Culture

How Can You Make Texting Courtship? 

Tech will trip your dating game, if you do it wrong. Women weigh in on how to not suck at wooing with SMS. 

by Lauren Sarner

We are in an age that some have actually coined “The Dating Apocalypse”. According to Vanity Fair:

As the polar ice caps melt and the earth churns through the Sixth Extinction, another unprecedented phenomenon is taking place, in the realm of sex. Hookup culture, which has been percolating for about a hundred years, has collided with dating apps, which have acted like a wayward meteor on the now dinosaur-like rituals of courtship.

Hyperbolic joking aside, it’s true that technology has catapulted modern romance into a unique and unprecedented realm. Between social media and dating apps, Snapchat and sexting, communication has become more high-tech than ever — which doesn’t always make things straightforward in the dating world.

Three individuals who took different stances on texting weighed in on how to best deploy it to communicate with someone who catches their eye.

Lucy, who works in Washington DC, is dating a guy who lives in Boston. She visits Boston on a regular basis to see family and friends, and she met him on one such visit.

“When I gave him my number,” she said, “knowing he lived in a different city, I was skeptical anything would happen at all.” But he happened to visit DC later that month and they went on a date. They started texting regularly thereafter. “Sometimes 20 times throughout the day,” she said. “I discovered I liked talking to him that way. It was two months between our first and second date — though we must have sent more than a thousand texts to each other within that time.”

In Lucy’s situation, texting is not so different from older generations exchanging written notes. My own grandparents began their relationship with letters and telegrams. In fact, my grandfather couldn’t get off work on their planned wedding day, and he sent my grandmother a telegram that simply said “call the wedding off.” She assumed he was dumping her, until he was able to explain. Tech + sweethearts has always been a romantic comedy waiting to happen.

Lucy was in line with my grandmother, because she added, “that being said, texting counts only if you’re good at using it to actively communicate. I don’t think it would have counted if he had just been texting me emojis or LOLOLOL. You can use text to fill space and stay connected but it doesn’t replace in-person interactions.”

A 23-year-old New York math teacher I talked to had a slightly different outlook. “You can stalk someone via text, so you can court someone via text,” she said. “But be careful which one you’re doing. That being said, I do appreciate an artful text-flirt.”

Her focus gets at one of the most difficult parts of texting: gauging tone. This is particularly vital if you’re trying to set the mood for some sexy messages, because things can go sideways quickly.

Without eye contact and body language, there’s a lot of room for ambiguities. One person’s flirting could be another person’s creeping. In his book Modern Romance Aziz Ansari says, “As a medium, it’s safe to say, texting facilitates flakiness and rudeness and many other personality traits that would not be expressed in a phone call or an in-person interaction.” Texting invites you to become that guy from the comments section.

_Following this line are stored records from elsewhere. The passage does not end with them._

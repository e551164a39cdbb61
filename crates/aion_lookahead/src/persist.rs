//! Binary persistence for a built [`CostMap`].
//!
//! Mirrors `aion_cache::artifact`'s length-prefixed header convention: magic
//! bytes, a version tag, then the bincode-encoded payload. Reading supports
//! a zero-copy path via `memmap2` for large device cost maps.

use crate::cost_map::CostMap;
use crate::error::LookaheadError;
use std::fs::File;
use std::path::Path;

/// Magic bytes identifying a lookahead cost-map file.
const LOOKAHEAD_MAGIC: [u8; 4] = *b"ALKH";

/// Current on-disk format version. Increment on breaking layout changes.
const LOOKAHEAD_FORMAT_VERSION: u32 = 1;

fn encode_config() -> bincode::config::Configuration {
    bincode::config::standard()
}

/// Serializes `cost_map` to `path` as `magic (4B) + version (4B, LE) +
/// payload_len (4B, LE) + bincode(cost_map)`.
///
/// The three logical sections described in the design notes — node-to-
/// segment table, per-segment origins, per-segment grids — are carried as
/// one bincode payload rather than three independent length-prefixed
/// blocks: `CostMap` already derives `Serialize`/`Deserialize` over exactly
/// those fields, so splitting them by hand would only duplicate what serde
/// already does faithfully and bit-exactly.
pub fn write_cost_map(path: &Path, cost_map: &CostMap) -> Result<(), LookaheadError> {
    let payload = bincode::serde::encode_to_vec(cost_map, encode_config())
        .map_err(|e| LookaheadError::Encode(e.to_string()))?;

    let mut buf = Vec::with_capacity(4 + 4 + 4 + payload.len());
    buf.extend_from_slice(&LOOKAHEAD_MAGIC);
    buf.extend_from_slice(&LOOKAHEAD_FORMAT_VERSION.to_le_bytes());
    buf.extend_from_slice(&(payload.len() as u32).to_le_bytes());
    buf.extend_from_slice(&payload);

    std::fs::write(path, &buf)?;
    Ok(())
}

/// Reads a cost map previously written by [`write_cost_map`], validating
/// the header and decoding the payload from an ordinary heap buffer.
pub fn read_cost_map(path: &Path) -> Result<CostMap, LookaheadError> {
    let raw = std::fs::read(path)?;
    decode(&raw)
}

/// Reads a cost map via a read-only memory map, avoiding a full heap copy
/// of the file before decoding. Appropriate for large device cost maps
/// loaded once per router process.
pub fn read_cost_map_mapped(path: &Path) -> Result<CostMap, LookaheadError> {
    let file = File::open(path)?;
    // SAFETY: the file is opened read-only for the duration of this call and
    // not concurrently truncated by this process; `decode` only reads the
    // mapped bytes before the mapping is dropped.
    let mmap = unsafe { memmap2::Mmap::map(&file)? };
    decode(&mmap)
}

fn decode(raw: &[u8]) -> Result<CostMap, LookaheadError> {
    if raw.len() < 12 {
        return Err(LookaheadError::MalformedFile(
            "file shorter than fixed header".to_string(),
        ));
    }

    let magic: [u8; 4] = raw[0..4].try_into().unwrap();
    if magic != LOOKAHEAD_MAGIC {
        return Err(LookaheadError::MalformedFile(
            "bad magic bytes".to_string(),
        ));
    }

    let version = u32::from_le_bytes(raw[4..8].try_into().unwrap());
    if version != LOOKAHEAD_FORMAT_VERSION {
        return Err(LookaheadError::VersionMismatch {
            found: version,
            expected: LOOKAHEAD_FORMAT_VERSION,
        });
    }

    let payload_len = u32::from_le_bytes(raw[8..12].try_into().unwrap()) as usize;
    let payload = raw.get(12..12 + payload_len).ok_or_else(|| {
        LookaheadError::MalformedFile("payload shorter than declared length".to_string())
    })?;

    let (cost_map, _) = bincode::serde::decode_from_slice(payload, encode_config())
        .map_err(|e| LookaheadError::Decode(e.to_string()))?;
    Ok(cost_map)
}

#[cfg(test)]
mod tests {
    use super::*;
    use crate::accumulator::{CostEntry, ReductionRule};
    use crate::dijkstra::RoutingCostMap;
    use crate::ids::SegmentId;

    fn sample_map() -> CostMap {
        let mut map = CostMap::new(1, 2);
        map.set_node_segment(0, -1);
        map.set_node_segment(1, 0);
        let samples: RoutingCostMap = vec![
            ((0, 0), CostEntry::new(1.0, 0.5)),
            ((2, 1), CostEntry::new(3.0, 1.5)),
        ];
        map.set_cost_map(SegmentId::from_raw(0), &samples, ReductionRule::SmallestDelay);
        map
    }

    #[test]
    fn roundtrip_plain_read() {
        let dir = tempfile::tempdir().unwrap();
        let path = dir.path().join("lookahead.bin");
        let map = sample_map();
        write_cost_map(&path, &map).unwrap();
        let restored = read_cost_map(&path).unwrap();

        for dx in 0..=2 {
            for dy in 0..=1 {
                let a = map.find_cost(SegmentId::from_raw(0), dx, dy).unwrap();
                let b = restored.find_cost(SegmentId::from_raw(0), dx, dy).unwrap();
                assert_eq!(a.delay, b.delay);
                assert_eq!(a.congestion, b.congestion);
                assert_eq!(a.valid(), b.valid());
            }
        }
    }

    #[test]
    fn roundtrip_mapped_read() {
        let dir = tempfile::tempdir().unwrap();
        let path = dir.path().join("lookahead.bin");
        let map = sample_map();
        write_cost_map(&path, &map).unwrap();
        let restored = read_cost_map_mapped(&path).unwrap();
        let a = map.find_cost(SegmentId::from_raw(0), 0, 0).unwrap();
        let b = restored.find_cost(SegmentId::from_raw(0), 0, 0).unwrap();
        assert_eq!(a.delay, b.delay);
    }

    #[test]
    fn bad_magic_is_malformed() {
        let dir = tempfile::tempdir().unwrap();
        let path = dir.path().join("bad.bin");
        std::fs::write(&path, b"XXXX\x01\x00\x00\x00\x00\x00\x00\x00").unwrap();
        let err = read_cost_map(&path).unwrap_err();
        assert!(matches!(err, LookaheadError::MalformedFile(_)));
    }

    #[test]
    fn version_mismatch_is_reported() {
        let dir = tempfile::tempdir().unwrap();
        let path = dir.path().join("oldver.bin");
        let mut buf = Vec::new();
        buf.extend_from_slice(&LOOKAHEAD_MAGIC);
        buf.extend_from_slice(&99u32.to_le_bytes());
        buf.extend_from_slice(&0u32.to_le_bytes());
        std::fs::write(&path, &buf).unwrap();
        let err = read_cost_map(&path).unwrap_err();
        assert!(matches!(
            err,
            LookaheadError::VersionMismatch {
                found: 99,
                expected: LOOKAHEAD_FORMAT_VERSION
            }
        ));
    }

    #[test]
    fn truncated_payload_is_malformed() {
        let dir = tempfile::tempdir().unwrap();
        let path = dir.path().join("short.bin");
        let mut buf = Vec::new();
        buf.extend_from_slice(&LOOKAHEAD_MAGIC);
        buf.extend_from_slice(&LOOKAHEAD_FORMAT_VERSION.to_le_bytes());
        buf.extend_from_slice(&1000u32.to_le_bytes());
        buf.extend_from_slice(b"short");
        std::fs::write(&path, &buf).unwrap();
        let err = read_cost_map(&path).unwrap_err();
        assert!(matches!(err, LookaheadError::MalformedFile(_)));
    }

    #[test]
    fn too_short_for_fixed_header_is_malformed() {
        let dir = tempfile::tempdir().unwrap();
        let path = dir.path().join("tiny.bin");
        std::fs::write(&path, b"AB").unwrap();
        let err = read_cost_map(&path).unwrap_err();
        assert!(matches!(err, LookaheadError::MalformedFile(_)));
    }
}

A 27-year-old producer at an advertising agency took a harder anti-texting stance. “Long conversations and plans should still be made over the phone. I enjoy when men call me to chat about my day and then ask me out that week,” she said. “Texting should only be used to check in or if something funny happens during the day and you want to tell the person you’re dating. Texting is used as a serious form of communication now, which I think is the main cause for the ‘ghosting’ aspect of dating. But I don’t think it should be used as a courting method, ever, nor should a woman consider it one. I don’t want to be your pen pal.”

To recap: Lucy was content to be someone’s pen pal, the math teacher liked sexting but was wary of it crossing lines, and the producer prefers the least amount of texting possible.

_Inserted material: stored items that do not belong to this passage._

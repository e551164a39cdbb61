//! TUI widget modules.
//!
//! Each module contains a stateless rendering function that draws a specific
//! panel of the TUI interface into a ratatui `Frame`.

pub mod command_input;
pub mod signal_list;
pub mod status_bar;
pub mod waveform;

So, to make your dating life easier, the takeaway is “courtship through texting is okay, except when it’s not, and also if the person doesn’t like it.” Totally straightforward!

Fact is, this is tetchy territory, not fit for roundups like “10 ways to make her like you over text — you’ll never believe number 7!” You can click on those, but good luck learning anything useful. The bottom line is, establishing a relationship in written form before human interaction is like taking a test before studying. People have different tones, senses of humor, and thoughts about how much they dig texting, and you’re only hurting yourself if you try to walk in blind. Find out in person first, and if they’re into texting, go for it. As in so many things, just ask your date what he or she prefers. But don’t generalize, because you know what they say: Everyone who generalizes is generally wrong.